A series of sensationalistic articles in the San Francisco Chronicle over the past two weeks highlighted the problem of discarded needles near one of the city's needle exchange programs. The series appears -- on the surface -- to have prodded city officials to act on the problem. More accurately, it informed the public of planning that had been going on behind the scenes, though without informing readers of that. While the articles posed as muckraking, civic-minded journalism, they smeared needle exchange workers -- they failed, most importantly, to ask the most basic questions needed to actually determine the programs' impact on needle discarding -- and unnecessarily contributed to public fears about the programs.
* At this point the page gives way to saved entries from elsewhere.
//! Command dispatch: bridges CLI args -> core Commands -> output formatting.

pub mod comments;
pub mod config_cmd;
pub mod key;
pub mod sites;
pub mod util;
pub mod watch;

use std::sync::Arc;

use vaccimap_core::{Controller, ControllerConfig, CoreError, RealtimeStore, RemoteStore};

use crate::cli::{Command, GlobalOpts};
use crate::config;
use crate::error::CliError;

/// Everything a database-bound command needs: where to connect and the
/// store to connect through.
pub struct Session {
    pub config: ControllerConfig,
    pub store: Arc<dyn RemoteStore>,
}

impl Session {
    /// Resolve the session from flags and config, or the demo store with
    /// `--offline`.
    pub fn open(global: &GlobalOpts) -> Result<Self, CliError> {
        if global.offline {
            return util::offline_session();
        }
        let config = config::build_controller_config(global)?;
        let store = RealtimeStore::from_config(&config)?;
        Ok(Self {
            config,
            store: Arc::new(store),
        })
    }

    /// Connect, wait for the initial replay, run `f`, disconnect.
    pub async fn oneshot<F, Fut, T>(self, f: F) -> Result<T, CliError>
    where
        F: FnOnce(Controller) -> Fut,
        Fut: std::future::Future<Output = Result<T, CoreError>>,
    {
        Ok(Controller::oneshot(self.config, self.store, f).await?)
    }
}

/// Dispatch a database-bound command to the appropriate handler.
pub async fn dispatch(cmd: Command, session: Session, global: &GlobalOpts) -> Result<(), CliError> {
    match cmd {
        Command::Sites(args) => sites::handle(session, args, global).await,
        Command::Comments(args) => comments::handle(session, args, global).await,
        Command::Watch(args) => watch::handle(session, args, global).await,
        // Handled before dispatch
        Command::Key(_) | Command::Config(_) | Command::Completions(_) => unreachable!(),
    }
}
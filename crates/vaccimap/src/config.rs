//! CLI-side configuration: global flag overrides on top of the shared
//! `vaccimap_config` profiles.
//!
//! Core never sees these types -- it receives a pre-built `ControllerConfig`.

use std::time::Duration;

use secrecy::SecretString;

use vaccimap_config::{Config, Defaults, Profile};
use vaccimap_core::ControllerConfig;

use crate::cli::GlobalOpts;
use crate::error::CliError;

pub use vaccimap_config::{config_path, load_config_or_default, save_config};

/// Resolve the active profile name from CLI flags and config.
pub fn active_profile_name(global: &GlobalOpts, config: &Config) -> String {
    global
        .profile
        .clone()
        .or_else(|| config.default_profile.clone())
        .unwrap_or_else(|| "default".into())
}

/// List profile names for error help text.
pub fn available_profiles(config: &Config) -> String {
    if config.profiles.is_empty() {
        "(none)".into()
    } else {
        config
            .profiles
            .keys()
            .map(String::as_str)
            .collect::<Vec<_>>()
            .join(", ")
    }
}

/// Build a `ControllerConfig` from the config file, profile, and CLI overrides.
pub fn build_controller_config(global: &GlobalOpts) -> Result<ControllerConfig, CliError> {
    let cfg = load_config_or_default();
    let profile_name = active_profile_name(global, &cfg);

    if let Some(profile) = cfg.profiles.get(&profile_name) {
        return resolve_profile(profile, &profile_name, &cfg.defaults, global);
    }

    // An explicitly requested profile must exist.
    if global.profile.is_some() {
        return Err(CliError::ProfileNotFound {
            name: profile_name,
            available: available_profiles(&cfg),
        });
    }

    // No profile -- build from CLI flags / env vars alone.
    let url = global
        .database_url
        .as_deref()
        .ok_or_else(|| CliError::NoConfig {
            path: config_path().display().to_string(),
        })?;

    let mut config = ControllerConfig::new(vaccimap_config::parse_database_url(url)?);
    config.auth_token = global.auth_token.clone().map(SecretString::from);
    apply_timeouts(&mut config, &cfg.defaults, global);
    Ok(config)
}

/// Translate a profile + global flags into a `ControllerConfig`.
///
/// Flags win over the profile; the profile wins over `[defaults]`.
pub fn resolve_profile(
    profile: &Profile,
    profile_name: &str,
    defaults: &Defaults,
    global: &GlobalOpts,
) -> Result<ControllerConfig, CliError> {
    let mut effective = profile.clone();
    if let Some(ref url) = global.database_url {
        effective.database_url.clone_from(url);
    }
    // A token flag bypasses the credential chain entirely.
    if global.auth_token.is_some() {
        effective.auth_required = false;
    }

    let mut config =
        vaccimap_config::profile_to_controller_config(&effective, profile_name, defaults)?;

    if let Some(ref token) = global.auth_token {
        config.auth_token = Some(SecretString::from(token.clone()));
    }
    if let Some(secs) = global.timeout {
        config.timeout = Duration::from_secs(secs);
    }
    if let Some(secs) = global.sync_timeout {
        config.sync_timeout = Duration::from_secs(secs);
    }
    Ok(config)
}

fn apply_timeouts(config: &mut ControllerConfig, defaults: &Defaults, global: &GlobalOpts) {
    config.timeout = Duration::from_secs(global.timeout.unwrap_or(defaults.timeout));
    config.sync_timeout = Duration::from_secs(global.sync_timeout.unwrap_or(defaults.sync_timeout));
}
The Chronicle series began Sunday July 29 with "The Situation at Golden Gate Park; Sunday in the Park -- With Needles," where the paper reported that the park was "littered" with discarded syringes. The reporting made it seem as if the discarded syringes were the fault of needle exchange programs:
"They tell us he was steaming, but San Francisco Mayor Gavin Newsom shouldn't have been too surprised when The Chronicle reported that Golden Gate Park was littered with used drug syringes.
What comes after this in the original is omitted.